Auditor da Receita Federal teve passaporte apreendido e passou a usar tornozeleira eletrônica; ao se explicar à corregedoria, citou nome vinculado ao esquema de espionagem ilegal montado na Abin durante o governo Bolsonaro
O auditor da Receita Federal Ricardo Manzano de Moraes tornou-se alvo de investigação após suspeitas de que teria acessado informações sigilosas de ministros do Supremo Tribunal Federal (STF). Como medida cautelar, ele teve o passaporte apreendido e passou a utilizar tornozeleira eletrônica.

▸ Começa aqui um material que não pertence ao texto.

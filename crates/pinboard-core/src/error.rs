//! Error types.
//!
//! Geometry and gestures never fail; these cover explicit grouping commands,
//! scene (de)serialization and configuration loading.

use crate::entities::NodeId;
use thiserror::Error;

/// Errors raised by explicit scene commands.
#[derive(Debug, Error)]
pub enum SceneError {
    #[error("Node not found: {0}")]
    NodeNotFound(NodeId),
    #[error("Node {0} is not a frame")]
    NotAFrame(NodeId),
    #[error("Assigning {child} to frame {frame} would create a parent cycle")]
    ParentCycle { child: NodeId, frame: NodeId },
    #[error("Serialization error: {0}")]
    Serialization(#[from] serde_json::Error),
}

/// Errors raised while loading an [`EngineConfig`](crate::config::EngineConfig).
#[derive(Debug, Error)]
pub enum ConfigError {
    #[error("Config parse error: {0}")]
    Parse(#[from] serde_json::Error),
    #[error("Invalid config: {0}")]
    Invalid(String),
}

/// Result type for scene commands.
pub type SceneResult<T> = Result<T, SceneError>;
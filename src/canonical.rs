//! Canonical serialization for deterministic change detection.
//!
//! Data snapshots and directives are compared structurally by hashing their
//! canonical JSON form: the transition manager skips a transition when the
//! derived snapshot hash is unchanged.
//!
//! ## Determinism Guarantees
//!
//! - Stable field order: Struct fields serialize in declaration order
//! - Stable Vec order: Vectors serialize in index order
//! - No HashMap allowed: Use BTreeMap for maps in hashed data

use serde::Serialize;
use xxhash_rust::xxh64::xxh64;

/// Serialize a value to canonical JSON bytes for hashing.
///
/// This function produces deterministic output for the same input.
pub fn to_canonical_bytes<T: Serialize>(value: &T) -> Vec<u8> {
    serde_json::to_vec(value).expect("Canonical serialization failed")
}

/// Compute canonical hash of a serializable value.
pub fn canonical_hash<T: Serialize>(value: &T) -> u64 {
    let bytes = to_canonical_bytes(value);
    xxh64(&bytes, 0)
}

O caso ganhou novos contornos quando, ao prestar esclarecimentos à corregedoria da Receita Federal, Moraes mencionou um nome ligado às apurações sobre a chamada “Abin paralela” um suposto esquema de espionagem ilegal que teria operado dentro da Agência Brasileira de Inteligência (Abin) durante o governo do ex-presidente Jair Bolsonaro.
Conexão com a “Abin paralela”
A investigação sobre a chamada “Abin paralela” apura a existência de uma estrutura clandestina de monitoramento que teria sido utilizada para rastrear adversários políticos, autoridades públicas e outras pessoas consideradas estratégicas. O esquema teria funcionado à margem dos protocolos institucionais e fora dos mecanismos formais de controle.
A menção feita por Ricardo Manzano de Moraes a um nome vinculado a essa investigação chamou a atenção das autoridades, pois sugere possível interseção entre o acesso indevido a dados fiscais e a estrutura investigada no âmbito da Abin.
Medidas cautelares e andamento das investigações
As medidas impostas ao auditor apreensão de passaporte e monitoramento eletrônico indicam que as autoridades consideraram haver indícios suficientes para restringir sua movimentação enquanto as apurações seguem em curso.
Até o momento, o caso permanece sob investigação, e não há condenações. A Receita Federal e os órgãos responsáveis analisam se houve quebra de sigilo funcional e eventual uso indevido de sistemas internos para obtenção de dados protegidos por lei.
A apuração também busca esclarecer se o acesso às informações dos ministros do STF ocorreu de forma isolada ou se fazia parte de uma estrutura mais ampla de coleta irregular de dados.